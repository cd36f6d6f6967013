use std::collections::{HashMap, HashSet};

use futures::StreamExt;
use tokio::sync::mpsc;
use tokio_util::sync::CancellationToken;
use tracing::debug;

use super::{Handle, Subscription, SubscriptionId};

/// A message tagged with the mount that produced it.
struct Delivery<Msg> {
    id: SubscriptionId,
    epoch: u64,
    message: Msg,
}

struct Mounted {
    epoch: u64,
    handle: Handle,
}

/// Mounts and disposes subscriptions, and delivers their messages.
///
/// Call [`update`](Self::update) with the full set of subscriptions the owner
/// currently wants. New ids are mounted, ids that disappeared are disposed, and
/// ids present in both keep running undisturbed.
///
/// Every mount gets a fresh epoch. [`recv`](Self::recv) drops any message whose
/// mount has since been disposed, so a subscription that is unmounted while its
/// fetch is still running can never update the owner afterwards.
pub struct SubscriptionManager<Msg> {
    active: HashMap<SubscriptionId, Mounted>,
    next_epoch: u64,
    tx: mpsc::UnboundedSender<Delivery<Msg>>,
    rx: mpsc::UnboundedReceiver<Delivery<Msg>>,
}

impl<Msg: Send + 'static> SubscriptionManager<Msg> {
    #[must_use]
    pub fn new() -> Self {
        let (tx, rx) = mpsc::unbounded_channel();
        Self {
            active: HashMap::new(),
            next_epoch: 0,
            tx,
            rx,
        }
    }

    /// Reconciles running subscriptions with `subscriptions`.
    ///
    /// Must be called from within a tokio runtime.
    pub fn update(&mut self, subscriptions: impl IntoIterator<Item = Subscription<Msg>>) {
        let mut desired = HashSet::new();
        let mut to_mount = Vec::new();
        for subscription in subscriptions {
            if desired.insert(subscription.id) && !self.active.contains_key(&subscription.id) {
                to_mount.push(subscription);
            }
        }

        self.active.retain(|id, mounted| {
            let keep = desired.contains(id);
            if !keep {
                debug!(?id, epoch = mounted.epoch, "disposing subscription");
                mounted.handle.dispose();
            }
            keep
        });

        for subscription in to_mount {
            self.mount(subscription);
        }
    }

    fn mount(&mut self, subscription: Subscription<Msg>) {
        self.next_epoch += 1;
        let epoch = self.next_epoch;
        let id = subscription.id;

        let token = CancellationToken::new();
        let child = token.clone();
        let tx = self.tx.clone();
        let mut stream = (subscription.spawn)();

        let join = tokio::spawn(async move {
            loop {
                tokio::select! {
                    biased;
                    () = child.cancelled() => break,
                    item = stream.next() => match item {
                        Some(message) => {
                            if tx.send(Delivery { id, epoch, message }).is_err() {
                                break;
                            }
                        }
                        None => break,
                    },
                }
            }
        });

        debug!(?id, epoch, "mounted subscription");
        self.active.insert(
            id,
            Mounted {
                epoch,
                handle: Handle::new(token, join),
            },
        );
    }

    fn is_current(&self, delivery: &Delivery<Msg>) -> bool {
        self.active
            .get(&delivery.id)
            .is_some_and(|mounted| mounted.epoch == delivery.epoch)
    }

    /// Waits for the next message from a currently mounted subscription.
    ///
    /// Pends forever while nothing is mounted and nothing is queued.
    pub async fn recv(&mut self) -> Option<Msg> {
        while let Some(delivery) = self.rx.recv().await {
            if self.is_current(&delivery) {
                return Some(delivery.message);
            }
            debug!(
                id = ?delivery.id,
                epoch = delivery.epoch,
                "dropping message from disposed subscription"
            );
        }
        None
    }

    /// Returns the next queued message from a mounted subscription, if any.
    pub fn try_recv(&mut self) -> Option<Msg> {
        while let Ok(delivery) = self.rx.try_recv() {
            if self.is_current(&delivery) {
                return Some(delivery.message);
            }
        }
        None
    }

    #[must_use]
    pub fn is_active(&self, id: SubscriptionId) -> bool {
        self.active.contains_key(&id)
    }

    #[must_use]
    pub fn active_count(&self) -> usize {
        self.active.len()
    }

    /// Disposes every subscription and waits for their tasks to finish.
    pub async fn shutdown(&mut self) {
        for (_, mounted) in self.active.drain() {
            mounted.handle.cancel().await;
        }
    }
}

impl<Msg: Send + 'static> Default for SubscriptionManager<Msg> {
    fn default() -> Self {
        Self::new()
    }
}

impl<Msg> Drop for SubscriptionManager<Msg> {
    fn drop(&mut self) {
        for mounted in self.active.values() {
            mounted.handle.dispose();
        }
    }
}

──────

:: What to produce ::
Only an exact copy of the listing above, from its first line up to and including the line with "if desired.insert(subscription.id) &&", counts as the answer.

:: Output for this task ::
repository cd36f6d6f6967013
use std::collections::{HashMap, HashSet};

use futures::StreamExt;
use tokio::sync::mpsc;
use tokio_util::sync::CancellationToken;
use tracing::debug;

use super::{Handle, Subscription, SubscriptionId};

/// A message tagged with the mount that produced it.
struct Delivery<Msg> {
    id: SubscriptionId,
    epoch: u64,
    message: Msg,
}

struct Mounted {
    epoch: u64,
    handle: Handle,
}

/// Mounts and disposes subscriptions, and delivers their messages.
///
/// Call [`update`](Self::update) with the full set of subscriptions the owner
/// currently wants. New ids are mounted, ids that disappeared are disposed, and
/// ids present in both keep running undisturbed.
///
/// Every mount gets a fresh epoch. [`recv`](Self::recv) drops any message whose
/// mount has since been disposed, so a subscription that is unmounted while its
/// fetch is still running can never update the owner afterwards.
pub struct SubscriptionManager<Msg> {
    active: HashMap<SubscriptionId, Mounted>,
    next_epoch: u64,
    tx: mpsc::UnboundedSender<Delivery<Msg>>,
    rx: mpsc::UnboundedReceiver<Delivery<Msg>>,
}

impl<Msg: Send + 'static> SubscriptionManager<Msg> {
    #[must_use]
    pub fn new() -> Self {
        let (tx, rx) = mpsc::unbounded_channel();
        Self {
            active: HashMap::new(),
            next_epoch: 0,
            tx,
            rx,
        }
    }

    /// Reconciles running subscriptions with `subscriptions`.
    ///
    /// Must be called from within a tokio runtime.
    pub fn update(&mut self, subscriptions: impl IntoIterator<Item = Subscription<Msg>>) {
        let mut desired = HashSet::new();
        let mut to_mount = Vec::new();
        for subscription in subscriptions {
            if desired.insert(subscription.id) && !self.active.contains_key(&subscription.id) {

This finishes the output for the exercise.